I'm less savvy on the shopify side. I need to balance customer friction when placing an order for the first time, against having to do a lot of manual work for verification.

Below are the options I have conceived. Are there any other options? Any ideas for a better solution? Keep in mind I need to verify a customer once. I can tag the customer account as verified, and once verified it's business as usual.

  1. Alter shopify templates to only show the checkout button when a user is logged in. If not logged in, show a "Create an account" button instead. That way the user provides DOB during account creation and the EVS app works as designed.

  2. Set up a separate verification site like I can trigger an email to the customer upon order creation and ask them to verify. (May have issues with incorrect email addresses or spam filtering.)

  3. If customer is not logged in, or account is not age verified, and they click Checkout, I can redirect them to a page. I can use a form on the page to do the verification. If verification passes, send them on to checkout.

For option 3, I don't know what shopify allows or what best practices allow. Can I use js to pass data to my own server on a different subdomain? Or post the form to another subdomain and then redirect back to shopify?

I'd appreciate any thoughts or suggestions.

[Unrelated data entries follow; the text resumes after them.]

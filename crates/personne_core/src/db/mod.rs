//! SQLite storage bootstrap and schema migration entry points.
//!
//! # Responsibility
//! - Open and configure SQLite connections for the personne store.
//! - Apply schema migrations in deterministic order.
//!
//! # Invariants
//! - Migration version is tracked via `PRAGMA user_version`.
//! - Core code must not read/write personne rows before migrations succeed.

use thiserror::Error;

pub mod migrations;
mod open;

pub use open::{open_db, open_db_in_memory, register_fold_function};

pub type DbResult<T> = Result<T, DbError>;

/// Connection bootstrap and migration failures.
#[derive(Debug, Error)]
pub enum DbError {
    #[error("{0}")]
    Sqlite(#[from] rusqlite::Error),
    #[error("database schema version {db_version} is newer than supported {latest_supported}")]
    UnsupportedSchemaVersion {
        db_version: u32,
        latest_supported: u32,
    },
}
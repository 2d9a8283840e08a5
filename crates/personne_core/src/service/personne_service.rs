//! Personne use-case service.
//!
//! # Responsibility
//! - Enforce required names, birth-date sanity and phone uniqueness.
//! - Normalize free-text fields before persistence.
//! - Translate repository failures into use-case errors.
//!
//! # Invariants
//! - Every validation runs before the first store mutation.
//! - Create and update apply identical normalization rules.
//! - Keeping one's own phone on update never counts as a duplicate.

use crate::model::personne::{
    age_in_years, normalize_adresse, normalize_nom, normalize_prenom, normalize_telephone,
    NewPersonne, Personne, PersonneId, PersonneInput,
};
use crate::repo::personne_repo::{PersonneRepository, PersonneSearch, RepoError};
use chrono::{Local, NaiveDate};
use log::{info, warn};
use thiserror::Error;

/// Minimum age, in whole years, accepted on create.
const MIN_AGE_YEARS: i32 = 1;

/// Service error for personne use-cases.
#[derive(Debug, Error)]
pub enum PersonneServiceError {
    /// Target record does not exist.
    #[error("personne not found: {0}")]
    NotFound(PersonneId),
    /// A required field is missing or blank.
    #[error("invalid input: {0}")]
    InvalidInput(String),
    /// Birth date lies after today.
    #[error("birth date {0} is in the future")]
    InvalidBirthDate(NaiveDate),
    /// Birth date implies an age under one year.
    #[error("birth date {0} implies an age under one year")]
    TooYoung(NaiveDate),
    /// Normalized phone is already used by another record.
    #[error("telephone already used: {0}")]
    DuplicatePhone(String),
    /// Persistence-layer failure.
    #[error(transparent)]
    Repo(RepoError),
}

impl From<RepoError> for PersonneServiceError {
    fn from(value: RepoError) -> Self {
        match value {
            RepoError::NotFound(id) => Self::NotFound(id),
            RepoError::DuplicateTelephone(telephone) => Self::DuplicatePhone(telephone),
            other => Self::Repo(other),
        }
    }
}

pub type ServiceResult<T> = Result<T, PersonneServiceError>;

/// Personne service facade over repository implementations.
pub struct PersonneService<R: PersonneRepository> {
    repo: R,
    fixed_today: Option<NaiveDate>,
}

impl<R: PersonneRepository> PersonneService<R> {
    /// Creates a service using the provided repository implementation.
    pub fn new(repo: R) -> Self {
        Self {
            repo,
            fixed_today: None,
        }
    }

    /// Pins the date used for birth-date checks instead of the local calendar.
    pub fn with_today(mut self, today: NaiveDate) -> Self {
        self.fixed_today = Some(today);
        self
    }

    fn today(&self) -> NaiveDate {
        self.fixed_today
            .unwrap_or_else(|| Local::now().date_naive())
    }

    /// Creates one record from caller input.
    ///
    /// # Errors
    /// - `InvalidInput` when `nom` or `prenom` is missing or blank.
    /// - `DuplicatePhone` when the stripped phone is already stored.
    /// - `InvalidBirthDate` / `TooYoung` for out-of-range birth dates.
    pub fn create(&self, input: &PersonneInput) -> ServiceResult<Personne> {
        info!("event=personne_create module=service status=start");

        let nom = required(input.nom.as_deref(), "nom")?;
        let prenom = required(input.prenom.as_deref(), "prenom")?;

        let telephone = input.telephone.as_deref().and_then(normalize_telephone);
        if let Some(telephone) = telephone.as_deref() {
            self.ensure_telephone_free(telephone, None)?;
        }

        if let Some(birth) = input.date_naissance {
            let today = self.today();
            if birth > today {
                return Err(PersonneServiceError::InvalidBirthDate(birth));
            }
            if age_in_years(birth, today) < MIN_AGE_YEARS {
                return Err(PersonneServiceError::TooYoung(birth));
            }
        }

        let personne = NewPersonne {
            nom: normalize_nom(nom),
            prenom: normalize_prenom(prenom),
            adresse: input.adresse.as_deref().and_then(normalize_adresse),
            telephone,
            date_naissance: input.date_naissance,
        };
        let saved = self.repo.insert(&personne)?;

        info!(
            "event=personne_create module=service status=ok id={}",
            saved.id
        );
        Ok(saved)
    }

    /// Replaces every mutable field of an existing record.
    ///
    /// # Errors
    /// - `NotFound` when `id` is unknown.
    /// - `InvalidInput` when `nom` or `prenom` is missing or blank.
    /// - `InvalidBirthDate` when the birth date lies after today.
    /// - `DuplicatePhone` when a changed phone belongs to another record.
    pub fn update(&self, id: PersonneId, input: &PersonneInput) -> ServiceResult<Personne> {
        info!("event=personne_update module=service status=start id={id}");

        let existing = self
            .repo
            .find_by_id(id)?
            .ok_or(PersonneServiceError::NotFound(id))?;

        let nom = required(input.nom.as_deref(), "nom")?;
        let prenom = required(input.prenom.as_deref(), "prenom")?;

        if let Some(birth) = input.date_naissance {
            if birth > self.today() {
                return Err(PersonneServiceError::InvalidBirthDate(birth));
            }
        }

        let telephone = input.telephone.as_deref().and_then(normalize_telephone);
        if let Some(candidate) = telephone.as_deref() {
            if existing.telephone.as_deref() != Some(candidate) {
                self.ensure_telephone_free(candidate, Some(id))?;
            }
        }

        let personne = Personne {
            id: existing.id,
            nom: normalize_nom(nom),
            prenom: normalize_prenom(prenom),
            adresse: input.adresse.as_deref().and_then(normalize_adresse),
            telephone,
            date_naissance: input.date_naissance,
        };
        let updated = self.repo.update(&personne)?;

        info!("event=personne_update module=service status=ok id={id}");
        Ok(updated)
    }

    /// Permanently removes one record.
    pub fn delete(&self, id: PersonneId) -> ServiceResult<()> {
        info!("event=personne_delete module=service status=start id={id}");

        if !self.repo.exists_by_id(id)? {
            return Err(PersonneServiceError::NotFound(id));
        }
        self.repo.delete_by_id(id)?;

        info!("event=personne_delete module=service status=ok id={id}");
        Ok(())
    }

    /// Lists every record in identifier order.
    pub fn find_all(&self) -> ServiceResult<Vec<Personne>> {
        info!("event=personne_list module=service status=start");
        Ok(self.repo.find_all()?)
    }

    /// Gets one record by identifier.
    pub fn find_by_id(&self, id: PersonneId) -> ServiceResult<Personne> {
        info!("event=personne_get module=service status=start id={id}");
        self.repo
            .find_by_id(id)?
            .ok_or(PersonneServiceError::NotFound(id))
    }

    /// Runs the combined fragment search; absent predicates match everything.
    pub fn search(&self, query: &PersonneSearch) -> ServiceResult<Vec<Personne>> {
        info!(
            "event=personne_search module=service status=start has_nom={} has_prenom={} has_telephone={}",
            query.nom.is_some(),
            query.prenom.is_some(),
            query.telephone.is_some()
        );
        Ok(self.repo.search(query)?)
    }

    /// Deletes every record and restarts identifier generation.
    ///
    /// No confirmation step; transports must gate this call.
    pub fn reset_table(&self) -> ServiceResult<()> {
        warn!("event=personne_reset module=service status=start");
        self.repo.reset_table()?;
        info!("event=personne_reset module=service status=ok");
        Ok(())
    }

    fn ensure_telephone_free(
        &self,
        telephone: &str,
        owner: Option<PersonneId>,
    ) -> ServiceResult<()> {
        let taken = self
            .repo
            .find_by_telephone_containing(telephone)?
            .iter()
            .any(|other| {
                Some(other.id) != owner && other.telephone.as_deref() == Some(telephone)
            });

        if taken {
            return Err(PersonneServiceError::DuplicatePhone(telephone.to_string()));
        }
        Ok(())
    }
}

fn required<'a>(value: Option<&'a str>, field: &str) -> ServiceResult<&'a str> {
    match value {
        Some(value) if !value.trim().is_empty() => Ok(value),
        _ => Err(PersonneServiceError::InvalidInput(format!(
            "{field} must not be empty"
        ))),
    }
}
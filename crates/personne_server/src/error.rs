//! Transport-level error mapping.
//!
//! # Responsibility
//! - Map service failures to HTTP statuses and stable error codes.
//! - Render the same codes as GraphQL error extensions.

use async_graphql::ErrorExtensions;
use axum::http::StatusCode;
use axum::response::{IntoResponse, Response};
use axum::Json;
use log::error;
use personne_core::{PersonneServiceError, RepoError};
use serde::Serialize;
use thiserror::Error;

/// Error returned by REST handlers and GraphQL resolvers.
#[derive(Debug, Error)]
pub enum ApiError {
    #[error(transparent)]
    Service(#[from] PersonneServiceError),
    #[error("reset requires a valid admin token")]
    Forbidden,
    #[error("internal error: {0}")]
    Internal(String),
}

impl From<RepoError> for ApiError {
    fn from(value: RepoError) -> Self {
        Self::Service(value.into())
    }
}

/// JSON error body.
#[derive(Debug, Serialize)]
pub struct ErrorBody {
    pub code: &'static str,
    pub message: String,
}

impl ApiError {
    /// Stable machine-readable code shared by REST and GraphQL.
    pub fn code(&self) -> &'static str {
        match self {
            Self::Service(PersonneServiceError::NotFound(_)) => "not_found",
            Self::Service(PersonneServiceError::InvalidInput(_)) => "invalid_input",
            Self::Service(PersonneServiceError::InvalidBirthDate(_)) => "invalid_birth_date",
            Self::Service(PersonneServiceError::TooYoung(_)) => "too_young",
            Self::Service(PersonneServiceError::DuplicatePhone(_)) => "duplicate_phone",
            Self::Service(PersonneServiceError::Repo(_)) | Self::Internal(_) => "internal",
            Self::Forbidden => "forbidden",
        }
    }

    pub fn status(&self) -> StatusCode {
        match self {
            Self::Service(PersonneServiceError::NotFound(_)) => StatusCode::NOT_FOUND,
            Self::Service(
                PersonneServiceError::InvalidInput(_)
                | PersonneServiceError::InvalidBirthDate(_)
                | PersonneServiceError::TooYoung(_),
            ) => StatusCode::BAD_REQUEST,
            Self::Service(PersonneServiceError::DuplicatePhone(_)) => StatusCode::CONFLICT,
            Self::Forbidden => StatusCode::FORBIDDEN,
            Self::Service(PersonneServiceError::Repo(_)) | Self::Internal(_) => {
                StatusCode::INTERNAL_SERVER_ERROR
            }
        }
    }

    /// Client-facing message; storage details stay in the logs.
    fn public_message(&self) -> String {
        if self.status() == StatusCode::INTERNAL_SERVER_ERROR {
            error!(
                "event=request_failed module=server status=error error_code={} error={}",
                self.code(),
                self
            );
            "internal server error".to_string()
        } else {
            self.to_string()
        }
    }

    /// Converts into a GraphQL error carrying `extensions.code`.
    pub fn into_graphql(self) -> async_graphql::Error {
        let code = self.code();
        async_graphql::Error::new(self.public_message()).extend_with(|_, ext| ext.set("code", code))
    }
}

impl IntoResponse for ApiError {
    fn into_response(self) -> Response {
        let body = ErrorBody {
            code: self.code(),
            message: self.public_message(),
        };
        (self.status(), Json(body)).into_response()
    }
}
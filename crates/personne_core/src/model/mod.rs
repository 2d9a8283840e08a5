//! Domain model for personne records.
//!
//! # Responsibility
//! - Define the stored record and the external input shape.
//! - Own the pure normalization rules applied before persistence.
//!
//! # Invariants
//! - Every stored record is identified by a store-assigned `PersonneId`.
//! - Free-text fields are normalized before they reach the store.

pub mod personne;
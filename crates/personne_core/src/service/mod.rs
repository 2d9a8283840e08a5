//! Core use-case services.
//!
//! # Responsibility
//! - Validate and normalize caller input before it reaches the store.
//! - Keep transport layers decoupled from storage details.

pub mod personne_service;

You have pretty much summed up all your options, to clarify on them a little:

  1. You can require that customers create an account in the store checkout settings. /admin/settings/checkout
  2. This would work, you could iframe it in too on a custom Page. Or, better, use cross-domain calls or jsonp.
  3. This is a little convoluted and you would have to persist and maintain lot of external state. I'd avoid this

I think a combination of 1 and 2. Turn on "require customer account". Modify the customer account creation page. Implement a cross domain policy with your server which will host custom code leveraging the EVS API.

I'm not sure if you are selling tangible goods or not but with stringent policies on users' age you have to bear in mind that shipping addresses could change. For a tight integration you should look at having webhooks whenever a customer is changed and make sure all their data is still valid since their last EVS approval.